WHAT THE EXERCISE ASKS
Copy every record exactly.

INPUT MATERIAL
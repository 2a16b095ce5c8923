// Copyright (C) 2026 Lilypad Contributors
// SPDX-License-Identifier: AGPL-3.0-or-later
//! Integration tests for paginated listings.

mod common;

use std::collections::HashSet;

use common::*;
use lilypad_core::Transition;
use lilypad_core::engine::{FunctionListing, InvocationListing, StatusFilter};
use serde_json::json;

/// Seed `total` invocations for one function, completing every other one.
async fn seed_invocations(ctx: &TestContext, function_name: &str, total: usize) -> Vec<String> {
    ctx.register_function(definition(function_name)).await;

    let mut ulids = Vec::new();
    for i in 0..total {
        let invocation = ctx.trigger(function_name).await;
        if i % 2 == 0 {
            ctx.start(&invocation.ulid).await;
            ctx.engine
                .transition(&invocation.ulid, Transition::Complete { result: json!(null) })
                .await
                .expect("Failed to complete");
        }
        ulids.push(invocation.ulid);
    }
    ulids
}

#[tokio::test]
async fn test_pages_partition_the_listing() {
    let ctx = TestContext::new();
    let ulids = seed_invocations(&ctx, "paged-fn", 5).await;

    // 1. Walk the listing two rows at a time
    let mut seen: Vec<String> = Vec::new();
    let mut token: Option<String> = None;
    let mut pages = 0;
    loop {
        let page = ctx
            .engine
            .list_invocations(InvocationListing {
                function_name: Some("paged-fn".to_string()),
                token: token.clone(),
                limit: 2,
                ..Default::default()
            })
            .await
            .expect("Failed to list invocations");

        seen.extend(page.items.iter().map(|i| i.ulid.clone()));
        pages += 1;
        match page.continue_token {
            Some(next) => token = Some(next),
            None => break,
        }
    }

    // 2. No gaps, no overlaps: every invocation exactly once
    assert_eq!(pages, 3);
    assert_eq!(seen.len(), 5);
    let unique: HashSet<&String> = seen.iter().collect();
    assert_eq!(unique.len(), 5);
    let expected: HashSet<&String> = ulids.iter().collect();
    assert_eq!(unique, expected);
}

#[tokio::test]
async fn test_descending_yields_the_same_set_reversed() {
    let ctx = TestContext::new();
    seed_invocations(&ctx, "mirror-fn", 4).await;

    let listing = |descending: bool, token: Option<String>| InvocationListing {
        function_name: Some("mirror-fn".to_string()),
        descending,
        token,
        limit: 10,
        ..Default::default()
    };

    let asc = ctx
        .engine
        .list_invocations(listing(false, None))
        .await
        .expect("Failed to list ascending");
    let desc = ctx
        .engine
        .list_invocations(listing(true, None))
        .await
        .expect("Failed to list descending");

    let mut asc_ulids: Vec<String> = asc.items.iter().map(|i| i.ulid.clone()).collect();
    let desc_ulids: Vec<String> = desc.items.iter().map(|i| i.ulid.clone()).collect();
    asc_ulids.reverse();
    assert_eq!(asc_ulids, desc_ulids);

    // Paged descending walk partitions the same set
    let first = ctx
        .engine
        .list_invocations(InvocationListing {
            function_name: Some("mirror-fn".to_string()),
            descending: true,
            limit: 2,
            ..Default::default()
        })
        .await
        .expect("Failed to list first page");
    let second = ctx
        .engine
        .list_invocations(InvocationListing {
            function_name: Some("mirror-fn".to_string()),
            descending: true,
            token: first.continue_token.clone(),
            limit: 2,
            ..Default::default()
        })
        .await
        .expect("Failed to list second page");

    let mut walked: Vec<String> = first.items.iter().map(|i| i.ulid.clone()).collect();
    walked.extend(second.items.iter().map(|i| i.ulid.clone()));
    assert_eq!(walked, desc_ulids);

    // The second page came back full, so it still emits a token; the page
    // behind it is empty and tokenless.
    let token = second.continue_token.expect("Full page should emit a token");
    let tail = ctx
        .engine
        .list_invocations(InvocationListing {
            function_name: Some("mirror-fn".to_string()),
            descending: true,
            token: Some(token),
            limit: 2,
            ..Default::default()
        })
        .await
        .expect("Failed to list tail page");
    assert!(tail.items.is_empty());
    assert!(tail.continue_token.is_none());
}

#[tokio::test]
async fn test_status_filter_buckets() {
    let ctx = TestContext::new();
    seed_invocations(&ctx, "filtered-fn", 5).await;

    let list = |filter: StatusFilter| InvocationListing {
        function_name: Some("filtered-fn".to_string()),
        filter,
        limit: 10,
        ..Default::default()
    };

    // Indexes 0, 2, 4 were completed; 1 and 3 stay pending
    let active = ctx
        .engine
        .list_invocations(list(StatusFilter::Active))
        .await
        .expect("Failed to list active");
    assert_eq!(active.items.len(), 2);
    assert!(active.items.iter().all(|i| !i.status.is_terminal()));

    let inactive = ctx
        .engine
        .list_invocations(list(StatusFilter::Inactive))
        .await
        .expect("Failed to list inactive");
    assert_eq!(inactive.items.len(), 3);
    assert!(inactive.items.iter().all(|i| i.status.is_terminal()));

    let all = ctx
        .engine
        .list_invocations(list(StatusFilter::All))
        .await
        .expect("Failed to list all");
    assert_eq!(all.items.len(), 5);
}

#[tokio::test]
async fn test_function_listing_by_project() {
    let ctx = TestContext::new();

    for (name, project) in [
        ("alpha-fn", "default"),
        ("beta-fn", "default"),
        ("gamma-fn", "other"),
    ] {
        let mut def = definition(name);
        def.project = project.to_string();
        ctx.register_function(def).await;
    }

    let page = ctx
        .engine
        .list_functions(FunctionListing {
            project: Some("default".to_string()),
            limit: 10,
            ..Default::default()
        })
        .await
        .expect("Failed to list functions");
    let names: Vec<&str> = page.items.iter().map(|f| f.name.as_str()).collect();
    assert_eq!(names, vec!["alpha-fn", "beta-fn"]);
    assert!(page.continue_token.is_none());

    // Unfiltered, paged by one
    let first = ctx
        .engine
        .list_functions(FunctionListing {
            limit: 1,
            ..Default::default()
        })
        .await
        .expect("Failed to list functions");
    assert_eq!(first.items[0].name, "alpha-fn");
    let token = first.continue_token.expect("Full page should emit a token");

    let second = ctx
        .engine
        .list_functions(FunctionListing {
            token: Some(token),
            limit: 1,
            ..Default::default()
        })
        .await
        .expect("Failed to list functions");
    assert_eq!(second.items[0].name, "beta-fn");
}

#[tokio::test]
async fn test_malformed_token_rejected() {
    let ctx = TestContext::new();
    ctx.register_function(definition("token-fn")).await;

    let err = ctx
        .engine
        .list_invocations(InvocationListing {
            function_name: Some("token-fn".to_string()),
            token: Some("not a token".to_string()),
            limit: 10,
            ..Default::default()
        })
        .await
        .expect_err("Malformed token must be rejected");
    assert_eq!(err.error_code(), "VALIDATION_ERROR");

    // A function-listing token does not fit an invocation listing
    let page = ctx
        .engine
        .list_functions(FunctionListing {
            limit: 1,
            ..Default::default()
        })
        .await
        .expect("Failed to list functions");
    let function_token = page.continue_token.expect("Full page should emit a token");

    let err = ctx
        .engine
        .list_invocations(InvocationListing {
            function_name: Some("token-fn".to_string()),
            token: Some(function_token),
            limit: 10,
            ..Default::default()
        })
        .await
        .expect_err("Cross-listing token must be rejected");
    assert_eq!(err.error_code(), "VALIDATION_ERROR");
}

WORKED SOLUTION
repository 2a16b095ce5c8923
// Copyright (C) 2026 Lilypad Contributors
// SPDX-License-Identifier: AGPL-3.0-or-later
//! Integration tests for paginated listings.

mod common;

use std::collections::HashSet;

use common::*;
use lilypad_core::Transition;
use lilypad_core::engine::{FunctionListing, InvocationListing, StatusFilter};
use serde_json::json;

/// Seed `total` invocations for one function, completing every other one.
async fn seed_invocations(ctx: &TestContext, function_name: &str, total: usize) -> Vec<String> {
    ctx.register_function(definition(function_name)).await;

    let mut ulids = Vec::new();
    for i in 0..total {
        let invocation = ctx.trigger(function_name).await;
        if i % 2 == 0 {
            ctx.start(&invocation.ulid).await;
            ctx.engine
                .transition(&invocation.ulid, Transition::Complete { result: json!(null) })
                .await
                .expect("Failed to complete");
        }
        ulids.push(invocation.ulid);
    }
    ulids
}

#[tokio::test]
async fn test_pages_partition_the_listing() {
    let ctx = TestContext::new();
    let ulids = seed_invocations(&ctx, "paged-fn", 5).await;

    // 1. Walk the listing two rows at a time
    let mut seen: Vec<String> = Vec::new();
    let mut token: Option<String> = None;
    let mut pages = 0;
    loop {
        let page = ctx
            .engine
            .list_invocations(InvocationListing {
                function_name: Some("paged-fn".to_string()),
                token: token.clone(),
                limit: 2,
                ..Default::default()
            })
            .await
            .expect("Failed to list invocations");

        seen.extend(page.items.iter().map(|i| i.ulid.clone()));
        pages += 1;
        match page.continue_token {
            Some(next) => token = Some(next),
            None => break,
        }
    }

    // 2. No gaps, no overlaps: every invocation exactly once
    assert_eq!(pages, 3);
    assert_eq!(seen.len(), 5);
    let unique: HashSet<&String> = seen.iter().collect();
    assert_eq!(unique.len(), 5);
    let expected: HashSet<&String> = ulids.iter().collect();
    assert_eq!(unique, expected);
}

#[tokio::test]
async fn test_descending_yields_the_same_set_reversed() {
    let ctx = TestContext::new();
    seed_invocations(&ctx, "mirror-fn", 4).await;

    let listing = |descending: bool, token: Option<String>| InvocationListing {
        function_name: Some("mirror-fn".to_string()),
        descending,
        token,
        limit: 10,
        ..Default::default()
    };

    let asc = ctx
        .engine
        .list_invocations(listing(false, None))
        .await
        .expect("Failed to list ascending");
    let desc = ctx
        .engine
        .list_invocations(listing(true, None))
        .await
        .expect("Failed to list descending");

    let mut asc_ulids: Vec<String> = asc.items.iter().map(|i| i.ulid.clone()).collect();
    let desc_ulids: Vec<String> = desc.items.iter().map(|i| i.ulid.clone()).collect();
    asc_ulids.reverse();
    assert_eq!(asc_ulids, desc_ulids);

    // Paged descending walk partitions the same set
    let first = ctx
        .engine
        .list_invocations(InvocationListing {
            function_name: Some("mirror-fn".to_string()),
            descending: true,
            limit: 2,
            ..Default::default()
        })
        .await
        .expect("Failed to list first page");
    let second = ctx
        .engine
        .list_invocations(InvocationListing {
            function_name: Some("mirror-fn".to_string()),
            descending: true,
            token: first.continue_token.clone(),
            limit: 2,
            ..Default::default()
        })
        .await
        .expect("Failed to list second page");

    let mut walked: Vec<String> = first.items.iter().map(|i| i.ulid.clone()).collect();
    walked.extend(second.items.iter().map(|i| i.ulid.clone()));
    assert_eq!(walked, desc_ulids);

    // The second page came back full, so it still emits a token; the page
    // behind it is empty and tokenless.
    let token = second.continue_token.expect("Full page should emit a token");
    let tail = ctx
        .engine
        .list_invocations(InvocationListing {
            function_name: Some("mirror-fn".to_string()),
            descending: true,
            token: Some(token),
            limit: 2,
            ..Default::default()
        })
        .await
        .expect("Failed to list tail page");
    assert!(tail.items.is_empty());
    assert!(tail.continue_token.is_none());
}

#[tokio::test]
async fn test_status_filter_buckets() {
    let ctx = TestContext::new();
    seed_invocations(&ctx, "filtered-fn", 5).await;

    let list = |filter: StatusFilter| InvocationListing {
        function_name: Some("filtered-fn".to_string()),
        filter,
        limit: 10,
        ..Default::default()
    };

    // Indexes 0, 2, 4 were completed; 1 and 3 stay pending
    let active = ctx
        .engine
        .list_invocations(list(StatusFilter::Active))
        .await
        .expect("Failed to list active");
    assert_eq!(active.items.len(), 2);
    assert!(active.items.iter().all(|i| !i.status.is_terminal()));

    let inactive = ctx
        .engine
        .list_invocations(list(StatusFilter::Inactive))
        .await
        .expect("Failed to list inactive");
    assert_eq!(inactive.items.len(), 3);
    assert!(inactive.items.iter().all(|i| i.status.is_terminal()));

    let all = ctx
        .engine
        .list_invocations(list(StatusFilter::All))
        .await
        .expect("Failed to list all");
    assert_eq!(all.items.len(), 5);
}

#[tokio::test]
async fn test_function_listing_by_project() {
    let ctx = TestContext::new();

    for (name, project) in [
        ("alpha-fn", "default"),
        ("beta-fn", "default"),
        ("gamma-fn", "other"),
    ] {
        let mut def = definition(name);
        def.project = project.to_string();
        ctx.register_function(def).await;
    }

    let page = ctx
        .engine
        .list_functions(FunctionListing {
            project: Some("default".to_string()),
            limit: 10,
            ..Default::default()
        })
        .await
        .expect("Failed to list functions");
    let names: Vec<&str> = page.items.iter().map(|f| f.name.as_str()).collect();
    assert_eq!(names, vec!["alpha-fn", "beta-fn"]);
    assert!(page.continue_token.is_none());

    // Unfiltered, paged by one
    let first = ctx
        .engine
        .list_functions(FunctionListing {
            limit: 1,
            ..Default::default()
        })
        .await
        .expect("Failed to list functions");
    assert_eq!(first.items[0].name, "alpha-fn");
    let token = first.continue_token.expect("Full page should emit a token");

    let second = ctx
        .engine
        .list_functions(FunctionListing {
            token: Some(token),
            limit: 1,
            ..Default::default()
        })
        .await
        .expect("Failed to list functions");
    assert_eq!(second.items[0].name, "beta-fn");
}

#[tokio::test]
async fn test_malformed_token_rejected() {
    let ctx = TestContext::new();
    ctx.register_function(definition("token-fn")).await;

    let err = ctx
        .engine
        .list_invocations(InvocationListing {
            function_name: Some("token-fn".to_string()),
            token: Some("not a token".to_string()),
            limit: 10,
            ..Default::default()
        })
        .await
        .expect_err("Malformed token must be rejected");
    assert_eq!(err.error_code(), "VALIDATION_ERROR");

    // A function-listing token does not fit an invocation listing
    let page = ctx
        .engine
        .list_functions(FunctionListing {
            limit: 1,
            ..Default::default()
        })
        .await
        .expect("Failed to list functions");
    let function_token = page.continue_token.expect("Full page should emit a token");

    let err = ctx
        .engine
        .list_invocations(InvocationListing {
            function_name: Some("token-fn".to_string()),
            token: Some(function_token),
            limit: 10,
            ..Default::default()
        })
        .await
        .expect_err("Cross-listing token must be rejected");
    assert_eq!(err.error_code(), "VALIDATION_ERROR");
}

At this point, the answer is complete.